[Items from a data source]
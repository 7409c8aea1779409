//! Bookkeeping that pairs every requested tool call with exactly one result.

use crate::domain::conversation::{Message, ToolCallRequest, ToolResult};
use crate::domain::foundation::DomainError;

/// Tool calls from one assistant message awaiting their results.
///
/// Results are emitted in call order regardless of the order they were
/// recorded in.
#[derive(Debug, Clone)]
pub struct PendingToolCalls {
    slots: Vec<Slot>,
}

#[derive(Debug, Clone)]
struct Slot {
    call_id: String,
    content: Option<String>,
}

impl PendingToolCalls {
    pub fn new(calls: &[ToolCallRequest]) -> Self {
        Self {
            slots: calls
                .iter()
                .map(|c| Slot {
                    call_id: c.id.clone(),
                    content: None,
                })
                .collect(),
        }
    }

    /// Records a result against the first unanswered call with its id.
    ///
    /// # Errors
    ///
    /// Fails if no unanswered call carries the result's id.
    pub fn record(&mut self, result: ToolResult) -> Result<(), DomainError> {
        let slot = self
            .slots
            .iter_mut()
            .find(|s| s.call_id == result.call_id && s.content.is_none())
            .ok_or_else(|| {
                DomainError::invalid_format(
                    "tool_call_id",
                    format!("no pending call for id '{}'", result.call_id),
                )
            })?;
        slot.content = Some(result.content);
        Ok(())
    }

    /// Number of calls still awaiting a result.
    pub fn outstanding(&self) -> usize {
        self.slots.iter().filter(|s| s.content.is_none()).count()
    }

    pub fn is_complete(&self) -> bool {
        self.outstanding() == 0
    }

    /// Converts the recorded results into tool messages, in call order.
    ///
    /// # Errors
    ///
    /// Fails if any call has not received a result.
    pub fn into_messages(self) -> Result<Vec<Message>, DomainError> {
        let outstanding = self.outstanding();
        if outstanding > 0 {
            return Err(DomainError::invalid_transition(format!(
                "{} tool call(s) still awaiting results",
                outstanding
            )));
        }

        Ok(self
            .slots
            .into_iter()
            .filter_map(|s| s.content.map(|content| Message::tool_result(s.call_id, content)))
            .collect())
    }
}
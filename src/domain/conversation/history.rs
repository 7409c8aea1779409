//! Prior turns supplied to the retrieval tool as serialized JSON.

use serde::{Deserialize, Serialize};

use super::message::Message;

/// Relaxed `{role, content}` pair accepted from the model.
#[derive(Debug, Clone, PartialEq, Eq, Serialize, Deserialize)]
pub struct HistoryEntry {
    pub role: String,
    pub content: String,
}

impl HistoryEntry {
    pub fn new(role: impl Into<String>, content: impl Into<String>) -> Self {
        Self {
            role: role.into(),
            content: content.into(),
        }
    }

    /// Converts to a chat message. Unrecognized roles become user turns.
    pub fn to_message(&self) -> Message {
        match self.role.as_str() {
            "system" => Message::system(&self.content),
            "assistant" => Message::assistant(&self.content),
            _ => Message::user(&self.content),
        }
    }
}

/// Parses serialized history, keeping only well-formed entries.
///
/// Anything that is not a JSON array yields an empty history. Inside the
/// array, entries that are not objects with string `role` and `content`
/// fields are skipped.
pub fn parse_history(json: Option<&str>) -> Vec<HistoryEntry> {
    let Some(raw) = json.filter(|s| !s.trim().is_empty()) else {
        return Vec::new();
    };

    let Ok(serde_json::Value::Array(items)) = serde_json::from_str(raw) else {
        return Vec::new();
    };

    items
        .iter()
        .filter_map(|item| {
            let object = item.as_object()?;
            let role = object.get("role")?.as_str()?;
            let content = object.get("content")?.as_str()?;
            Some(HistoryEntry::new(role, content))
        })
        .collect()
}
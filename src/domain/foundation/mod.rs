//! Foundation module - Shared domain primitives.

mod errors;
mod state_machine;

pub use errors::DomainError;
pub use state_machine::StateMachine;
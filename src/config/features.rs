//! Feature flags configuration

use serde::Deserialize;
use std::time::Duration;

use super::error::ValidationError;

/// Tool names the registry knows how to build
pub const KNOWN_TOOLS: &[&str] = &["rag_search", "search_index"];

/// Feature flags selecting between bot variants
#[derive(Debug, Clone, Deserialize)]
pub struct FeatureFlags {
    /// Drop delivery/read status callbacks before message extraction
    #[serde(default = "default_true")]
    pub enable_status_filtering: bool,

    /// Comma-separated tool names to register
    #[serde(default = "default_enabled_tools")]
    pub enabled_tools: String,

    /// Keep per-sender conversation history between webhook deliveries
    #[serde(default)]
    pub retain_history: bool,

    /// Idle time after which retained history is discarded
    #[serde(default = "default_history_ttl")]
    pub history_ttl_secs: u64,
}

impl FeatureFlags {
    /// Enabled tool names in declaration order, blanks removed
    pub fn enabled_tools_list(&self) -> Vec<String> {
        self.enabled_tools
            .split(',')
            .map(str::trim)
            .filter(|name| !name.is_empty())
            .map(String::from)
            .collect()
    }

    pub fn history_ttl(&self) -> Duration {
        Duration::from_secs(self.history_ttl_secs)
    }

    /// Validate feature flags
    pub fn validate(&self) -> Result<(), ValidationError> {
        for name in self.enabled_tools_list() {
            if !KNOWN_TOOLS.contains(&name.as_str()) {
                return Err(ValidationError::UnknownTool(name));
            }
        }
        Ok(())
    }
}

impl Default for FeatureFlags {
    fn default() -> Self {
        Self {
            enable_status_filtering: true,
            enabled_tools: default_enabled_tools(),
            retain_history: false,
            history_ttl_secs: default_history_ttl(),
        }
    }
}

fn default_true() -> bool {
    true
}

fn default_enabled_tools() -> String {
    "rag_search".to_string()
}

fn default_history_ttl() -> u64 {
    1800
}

#### [BRIEF]
Write out all of the records once more, exactly.

#### [EXERCISE RESPONSE]
repository 7409c8aea1779409
//! Bookkeeping that pairs every requested tool call with exactly one result.

use crate::domain::conversation::{Message, ToolCallRequest, ToolResult};
use crate::domain::foundation::DomainError;

/// Tool calls from one assistant message awaiting their results.
///
/// Results are emitted in call order regardless of the order they were
/// recorded in.
#[derive(Debug, Clone)]
pub struct PendingToolCalls {
    slots: Vec<Slot>,
}

#[derive(Debug, Clone)]
struct Slot {
    call_id: String,
    content: Option<String>,
}

impl PendingToolCalls {
    pub fn new(calls: &[ToolCallRequest]) -> Self {
        Self {
            slots: calls
                .iter()
                .map(|c| Slot {
                    call_id: c.id.clone(),
                    content: None,
                })
                .collect(),
        }
    }

    /// Records a result against the first unanswered call with its id.
    ///
    /// # Errors
    ///
    /// Fails if no unanswered call carries the result's id.
    pub fn record(&mut self, result: ToolResult) -> Result<(), DomainError> {
        let slot = self
            .slots
            .iter_mut()
            .find(|s| s.call_id == result.call_id && s.content.is_none())
            .ok_or_else(|| {
                DomainError::invalid_format(
                    "tool_call_id",
                    format!("no pending call for id '{}'", result.call_id),
                )
            })?;
        slot.content = Some(result.content);
        Ok(())
    }

    /// Number of calls still awaiting a result.
    pub fn outstanding(&self) -> usize {
        self.slots.iter().filter(|s| s.content.is_none()).count()
    }

    pub fn is_complete(&self) -> bool {
        self.outstanding() == 0
    }

    /// Converts the recorded results into tool messages, in call order.
    ///
    /// # Errors
    ///
    /// Fails if any call has not received a result.
    pub fn into_messages(self) -> Result<Vec<Message>, DomainError> {
        let outstanding = self.outstanding();
        if outstanding > 0 {
            return Err(DomainError::invalid_transition(format!(
                "{} tool call(s) still awaiting results",
                outstanding
            )));
        }

        Ok(self
            .slots
            .into_iter()
            .filter_map(|s| s.content.map(|content| Message::tool_result(s.call_id, content)))
            .collect())
    }
}
filename src/domain/conversation/history.rs
repository 7409c8aea1779409
//! Prior turns supplied to the retrieval tool as serialized JSON.

use serde::{Deserialize, Serialize};

use super::message::Message;

/// Relaxed `{role, content}` pair accepted from the model.
#[derive(Debug, Clone, PartialEq, Eq, Serialize, Deserialize)]
pub struct HistoryEntry {
    pub role: String,
    pub content: String,
}

impl HistoryEntry {
    pub fn new(role: impl Into<String>, content: impl Into<String>) -> Self {
        Self {
            role: role.into(),
            content: content.into(),
        }
    }

    /// Converts to a chat message. Unrecognized roles become user turns.
    pub fn to_message(&self) -> Message {
        match self.role.as_str() {
            "system" => Message::system(&self.content),
            "assistant" => Message::assistant(&self.content),
            _ => Message::user(&self.content),
        }
    }
}

/// Parses serialized history, keeping only well-formed entries.
///
/// Anything that is not a JSON array yields an empty history. Inside the
/// array, entries that are not objects with string `role` and `content`
/// fields are skipped.
pub fn parse_history(json: Option<&str>) -> Vec<HistoryEntry> {
    let Some(raw) = json.filter(|s| !s.trim().is_empty()) else {
        return Vec::new();
    };

    let Ok(serde_json::Value::Array(items)) = serde_json::from_str(raw) else {
        return Vec::new();
    };

    items
        .iter()
        .filter_map(|item| {
            let object = item.as_object()?;
            let role = object.get("role")?.as_str()?;
            let content = object.get("content")?.as_str()?;
            Some(HistoryEntry::new(role, content))
        })
        .collect()
}
filename src/domain/foundation/mod.rs
//! Foundation module - Shared domain primitives.

mod errors;
mod state_machine;

pub use errors::DomainError;
pub use state_machine::StateMachine;
filename src/config/features.rs
//! Feature flags configuration

use serde::Deserialize;
use std::time::Duration;

use super::error::ValidationError;

/// Tool names the registry knows how to build
pub const KNOWN_TOOLS: &[&str] = &["rag_search", "search_index"];

/// Feature flags selecting between bot variants
#[derive(Debug, Clone, Deserialize)]
pub struct FeatureFlags {
    /// Drop delivery/read status callbacks before message extraction
    #[serde(default = "default_true")]
    pub enable_status_filtering: bool,

    /// Comma-separated tool names to register
    #[serde(default = "default_enabled_tools")]
    pub enabled_tools: String,

    /// Keep per-sender conversation history between webhook deliveries
    #[serde(default)]
    pub retain_history: bool,

    /// Idle time after which retained history is discarded
    #[serde(default = "default_history_ttl")]
    pub history_ttl_secs: u64,
}

impl FeatureFlags {
    /// Enabled tool names in declaration order, blanks removed
    pub fn enabled_tools_list(&self) -> Vec<String> {
        self.enabled_tools
            .split(',')
            .map(str::trim)
            .filter(|name| !name.is_empty())
            .map(String::from)
            .collect()
    }

    pub fn history_ttl(&self) -> Duration {
        Duration::from_secs(self.history_ttl_secs)
    }

    /// Validate feature flags
    pub fn validate(&self) -> Result<(), ValidationError> {
        for name in self.enabled_tools_list() {
            if !KNOWN_TOOLS.contains(&name.as_str()) {
                return Err(ValidationError::UnknownTool(name));
            }
        }
        Ok(())
    }
}

impl Default for FeatureFlags {
    fn default() -> Self {
        Self {
            enable_status_filtering: true,
            enabled_tools: default_enabled_tools(),
            retain_history: false,
            history_ttl_secs: default_history_ttl(),
        }
    }
}

fn default_true() -> bool {
    true
}

fn default_enabled_tools() -> String {
    "rag_search".to_string()
}

fn default_history_ttl() -> u64 {
    1800
}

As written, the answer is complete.